• _What is required_
Set down the whole listing that follows, precisely as written.

• _Material provided_
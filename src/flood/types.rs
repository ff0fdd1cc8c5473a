//! Flood policy and outcome.

use std::collections::BTreeSet;
use std::fmt;

/// When the per-POI path search of [`flood`](crate::instance::Instance::flood) stops.
#[derive(Debug, Clone, Copy, PartialEq, Eq, Hash, Default)]
#[cfg_attr(feature = "serde", derive(serde::Serialize, serde::Deserialize))]
pub enum FloodPolicy {
    /// Stop exactly at `m` paths.
    #[default]
    Min,

    /// Keep searching until a new path is strictly longer than the longest
    /// of the first `m`, so same-length alternatives at the connectivity
    /// boundary are flooded too.
    Full,
}

impl fmt::Display for FloodPolicy {
    fn fmt(&self, f: &mut fmt::Formatter<'_>) -> fmt::Result {
        f.write_str(match self {
            FloodPolicy::Min => "min",
            FloodPolicy::Full => "full",
        })
    }
}

/// Sensors selected by a flood run.
#[derive(Debug, Clone, PartialEq, Eq)]
#[cfg_attr(feature = "serde", derive(serde::Serialize, serde::Deserialize))]
pub struct FloodOutcome {
    /// Active sensors selected: every active covering sensor plus the
    /// flooded relays of every path found.
    pub sensors: BTreeSet<usize>,

    /// Paths found over all POIs.
    pub paths: usize,

    /// Policy used.
    pub policy: FloodPolicy,
}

• _Exercise output_
filename src/flood/types.rs
repository ff0fdd1cc8c5473a
//! Flood policy and outcome.

use std::collections::BTreeSet;
use std::fmt;

/// When the per-POI path search of [`flood`](crate::instance::Instance::flood) stops.
#[derive(Debug, Clone, Copy, PartialEq, Eq, Hash, Default)]
#[cfg_attr(feature = "serde", derive(serde::Serialize, serde::Deserialize))]
pub enum FloodPolicy {
    /// Stop exactly at `m` paths.
    #[default]
    Min,

    /// Keep searching until a new path is strictly longer than the longest
    /// of the first `m`, so same-length alternatives at the connectivity
    /// boundary are flooded too.
    Full,
}

impl fmt::Display for FloodPolicy {
    fn fmt(&self, f: &mut fmt::Formatter<'_>) -> fmt::Result {
        f.write_str(match self {
            FloodPolicy::Min => "min",
            FloodPolicy::Full => "full",
        })
    }
}

/// Sensors selected by a flood run.
#[derive(Debug, Clone, PartialEq, Eq)]
#[cfg_attr(feature = "serde", derive(serde::Serialize, serde::Deserialize))]
pub struct FloodOutcome {
    /// Active sensors selected: every active covering sensor plus the
    /// flooded relays of every path found.
    pub sensors: BTreeSet<usize>,

    /// Paths found over all POIs.
    pub paths: usize,

    /// Policy used.
    pub policy: FloodPolicy,
}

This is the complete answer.